The code below reproduces the problem I have encountered in the algorithm I'm currently implementing:
import numpy.random as rand
import time
x = rand.normal(size=(300,50000))
y = rand.normal(size=(300,50000))
for i in range(1000):
t0 = time.time()
y *= x
print "%.4f" % (time.time()-t0)
y /= y.max() #to prevent overflows
The problem is that after some number of iterations, things start to get gradually slower until one iteration takes multiple times more time than initially.
A plot of the slowdown
CPU usage by the Python process is stable around 17-18% the whole time.
I'm using:
As @Alok pointed out, this seems to be caused by denormal numbers affecting the performance. I ran it on my OSX system and confirmed the issue. I don't know of a way to flush denormals to zero in numpy.
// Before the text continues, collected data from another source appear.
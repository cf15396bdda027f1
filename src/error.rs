//! Error taxonomy of the crawl-and-extract pipeline.
//!
//! Page-level failures ([`FetchError`]) are absorbed by the crawler. Everything
//! else is place-level and ends up in a [`PlaceError`], which aborts only the
//! place being processed.

use std::path::PathBuf;

use reqwest::StatusCode;
use thiserror::Error;

use crate::pipeline::PlaceStage;

/// A single page could not be retrieved.
#[derive(Debug, Error)]
pub enum FetchError {
    #[error("request failed: {0}")]
    Request(#[from] reqwest::Error),
    #[error("unsuccessful status {0}")]
    Status(StatusCode),
}

/// The extraction payload does not conform to the output schema.
#[derive(Debug, Clone, PartialEq, Eq, Error)]
#[error("extraction payload failed schema validation: {detail}")]
pub struct SchemaValidationError {
    pub detail: String,
}

impl SchemaValidationError {
    pub fn new(detail: impl Into<String>) -> Self {
        Self {
            detail: detail.into(),
        }
    }
}

/// The extraction service could not be reached or answered with nothing usable.
#[derive(Debug, Error)]
#[error("extraction service error: {0}")]
pub struct ServiceError(pub String);

#[derive(Debug, Error)]
pub enum OutputWriteError {
    #[error("output file {} already exists", path.display())]
    Conflict { path: PathBuf },
    #[error("unable to write {}: {source}", path.display())]
    Io {
        path: PathBuf,
        #[source]
        source: std::io::Error,
    },
    #[error("unable to serialize output record: {0}")]
    Serialize(#[from] serde_json::Error),
    #[error("overwrite confirmation failed: {0}")]
    Prompt(String),
}

/// Why a place ended in the `FAILED` state.
#[derive(Debug, Error)]
pub enum PlaceError {
    #[error("invalid website {website}: {reason}")]
    InvalidWebsite { website: String, reason: String },
    #[error(transparent)]
    Service(#[from] ServiceError),
    #[error(transparent)]
    SchemaValidation(#[from] SchemaValidationError),
    #[error(transparent)]
    OutputWrite(#[from] OutputWriteError),
}

impl PlaceError {
    /// The stage the place was in when processing stopped.
    pub fn stage(&self) -> PlaceStage {
        match self {
            Self::InvalidWebsite { .. } => PlaceStage::Crawling,
            Self::Service(_) | Self::SchemaValidation(_) => PlaceStage::Extracting,
            Self::OutputWrite(_) => PlaceStage::Written,
        }
    }
}
//! The pipeline module drives one place at a time through
//! crawl, aggregation, extraction and output.

use std::fmt;
use std::path::{Path, PathBuf};

use log::{error, info, warn};
use url::Url;

use crate::aggregate::aggregate;
use crate::constants::UNKNOWN_REGION;
use crate::crawl::{CrawlConfig, crawl};
use crate::error::PlaceError;
use crate::extract::{ExtractContext, TokenUsage, extract_place};
use crate::fetch::PageFetcher;
use crate::output::{OnConflict, OutputRecord, write_record};
use crate::place::PlaceRecord;

/// Processing state of a place.
#[derive(Clone, Copy, PartialEq, Eq, Debug)]
pub enum PlaceStage {
    Pending,
    Crawling,
    Aggregating,
    Extracting,
    Written,
    Failed,
}

impl fmt::Display for PlaceStage {
    fn fmt(&self, formatter: &mut fmt::Formatter<'_>) -> fmt::Result {
        formatter.write_str(match self {
            Self::Pending => "PENDING",
            Self::Crawling => "CRAWLING",
            Self::Aggregating => "AGGREGATING",
            Self::Extracting => "EXTRACTING",
            Self::Written => "WRITTEN",
            Self::Failed => "FAILED",
        })
    }
}

/// Everything a place run needs besides the place itself.
pub struct PipelineContext<'a> {
    pub fetcher: &'a dyn PageFetcher,
    pub crawl: CrawlConfig,
    pub extract: ExtractContext<'a>,
    pub output_root: &'a Path,
    /// Overrides the region code taken from the place.
    pub region: Option<&'a str>,
    pub on_conflict: OnConflict,
}

/// A place that made it to `WRITTEN`.
#[derive(Debug, Clone, PartialEq)]
pub struct ProcessedPlace {
    pub record: OutputRecord,
    pub path: PathBuf,
}

/// Outcome of a batch run.
#[derive(Debug, Default)]
pub struct BatchReport {
    pub written: Vec<PathBuf>,
    /// Place id and the reason it failed.
    pub failed: Vec<(String, PlaceError)>,
    pub usage: TokenUsage,
}

/// Parses a place's website, assuming `https://` when no scheme is given.
///
/// # Errors
///
/// Returns [`PlaceError::InvalidWebsite`] unless the website is an http(s) URL with a host.
pub fn parse_website(website: &str) -> Result<Url, PlaceError> {
    let invalid = |reason: String| PlaceError::InvalidWebsite {
        website: website.to_owned(),
        reason,
    };

    let url = match Url::parse(website) {
        Err(url::ParseError::RelativeUrlWithoutBase) => Url::parse(&format!("https://{website}")),
        parsed => parsed,
    }
    .map_err(|e| invalid(e.to_string()))?;

    if !matches!(url.scheme(), "http" | "https") || url.host_str().is_none() {
        return Err(invalid("not an http(s) URL".to_owned()));
    }

    Ok(url)
}

/// Region directory for `place`: the override, else the place's state code, else `unknown`.
pub fn region_for<'a>(place: &'a PlaceRecord, region: Option<&'a str>) -> &'a str {
    region
        .or(place.state_code.as_deref())
        .map(str::trim)
        .filter(|region| !region.is_empty())
        .unwrap_or(UNKNOWN_REGION)
}

fn enter(place: &PlaceRecord, stage: PlaceStage) {
    info!("{} ({}): {stage}", place.name, place.id);
}

/// Crawls, aggregates, extracts and writes one place.
///
/// Page fetch failures are absorbed; any other failure stops this place only
/// and leaves no output file behind.
///
/// # Errors
///
/// Returns a [`PlaceError`] if the website is invalid, extraction fails or is
/// rejected, or the record cannot be written.
pub async fn process_place(
    place: &PlaceRecord,
    ctx: &PipelineContext<'_>,
) -> Result<ProcessedPlace, PlaceError> {
    enter(place, PlaceStage::Pending);

    match run_place(place, ctx).await {
        Ok(processed) => {
            enter(place, PlaceStage::Written);
            Ok(processed)
        }
        Err(err) => {
            error!(
                "{} ({}): {} in {}: {err}",
                place.name,
                place.id,
                PlaceStage::Failed,
                err.stage()
            );
            Err(err)
        }
    }
}

async fn run_place(
    place: &PlaceRecord,
    ctx: &PipelineContext<'_>,
) -> Result<ProcessedPlace, PlaceError> {
    enter(place, PlaceStage::Crawling);
    let pages = match place.website() {
        Some(website) => crawl(&parse_website(website)?, &ctx.crawl, ctx.fetcher).await,
        None => {
            warn!("{} has no website, extracting from nothing", place.name);
            Vec::new()
        }
    };

    enter(place, PlaceStage::Aggregating);
    let content = aggregate(pages);
    info!(
        "Collected {} characters from {} pages",
        content.text().len(),
        content.section_count()
    );

    enter(place, PlaceStage::Extracting);
    let record = extract_place(place, &content, &ctx.extract).await?;

    let path = write_record(
        &record,
        &place.name,
        region_for(place, ctx.region),
        ctx.output_root,
        ctx.on_conflict,
    )?;

    Ok(ProcessedPlace { record, path })
}

/// Processes places one after another, continuing past failed places.
pub async fn process_batch(places: &[PlaceRecord], ctx: &PipelineContext<'_>) -> BatchReport {
    let mut report = BatchReport::default();

    for (index, place) in places.iter().enumerate() {
        info!("Processing place {} of {}", index + 1, places.len());

        match process_place(place, ctx).await {
            Ok(processed) => {
                report.usage += processed.record.usage;
                report.written.push(processed.path);
            }
            Err(err) => report.failed.push((place.id.clone(), err)),
        }
    }

    info!(
        "Wrote {} of {} places, {} failed. Token usage - Input: {}, Output: {}, Total: {}",
        report.written.len(),
        places.len(),
        report.failed.len(),
        report.usage.input_tokens,
        report.usage.output_tokens,
        report.usage.total_tokens
    );
    report
}
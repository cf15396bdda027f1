use std::time::Duration;

pub const MODEL_API_KEY_ENV_NAME: &str = "PLACECRAWL_MODEL_API_KEY";

pub const DEFAULT_USER_AGENT: &str = "PlaceCrawl Bot";
pub const DEFAULT_MAX_PAGES: usize = 10;
pub const DEFAULT_CONCURRENCY: usize = 4;
pub const DEFAULT_TIMEOUT: Duration = Duration::from_secs(10);
pub const REDIRECT_LIMIT: usize = 3;

/// Directory used when neither the caller nor the place supplies a region code.
pub const UNKNOWN_REGION: &str = "unknown";
/// File stem used when a business name sanitizes to nothing.
pub const UNNAMED_PLACE: &str = "unnamed_place";

pub(crate) const THINK_STRIPPER: &str = r"<think>[\s\S]*</think>\s*";
pub(crate) const CODE_FENCE_STRIPPER: &str = r"^\s*```(?:json)?\s*([\s\S]*?)\s*```\s*$";

pub(crate) const DEFAULT_PROMPT_TEMPLATE: &str = r#"
You will see the text of a business website. Each page starts with a line "=== <page url> ===".
Extract the business details, current promotions (happy hours, specials), upcoming events,
menu items with prices and the regular opening hours for each day of the week.
Answer with a single JSON object matching the provided schema and nothing else.
Use null for unknown scalar values and empty arrays when nothing of a kind is listed.
Leave "id", "latitude" and "longitude" null: they are supplied elsewhere.
Hours are 24-hour clock values: hours 0-23, minutes 0-59. Days are English weekday names.
Do not invent information that is not present in the text."#;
I would try to get around this issue in the algorithm by avoiding the very small numbers: do you really need to be dividing y
until it gets down to 1.e-324
level?
If you avoid the low numbers e.g. by adding the following line in your loop:
y += 1e-100
then you'll have a constant time per iteration (albeit slower because of the extra operation). Another workaround is to use higher precision arithmetics, e.g.
x = rand.normal(size=(300,50000)).astype('longdouble')
y = rand.normal(size=(300,50000)).astype('longdouble')
This will make each of your steps more expensive, but each step take roughly the same time.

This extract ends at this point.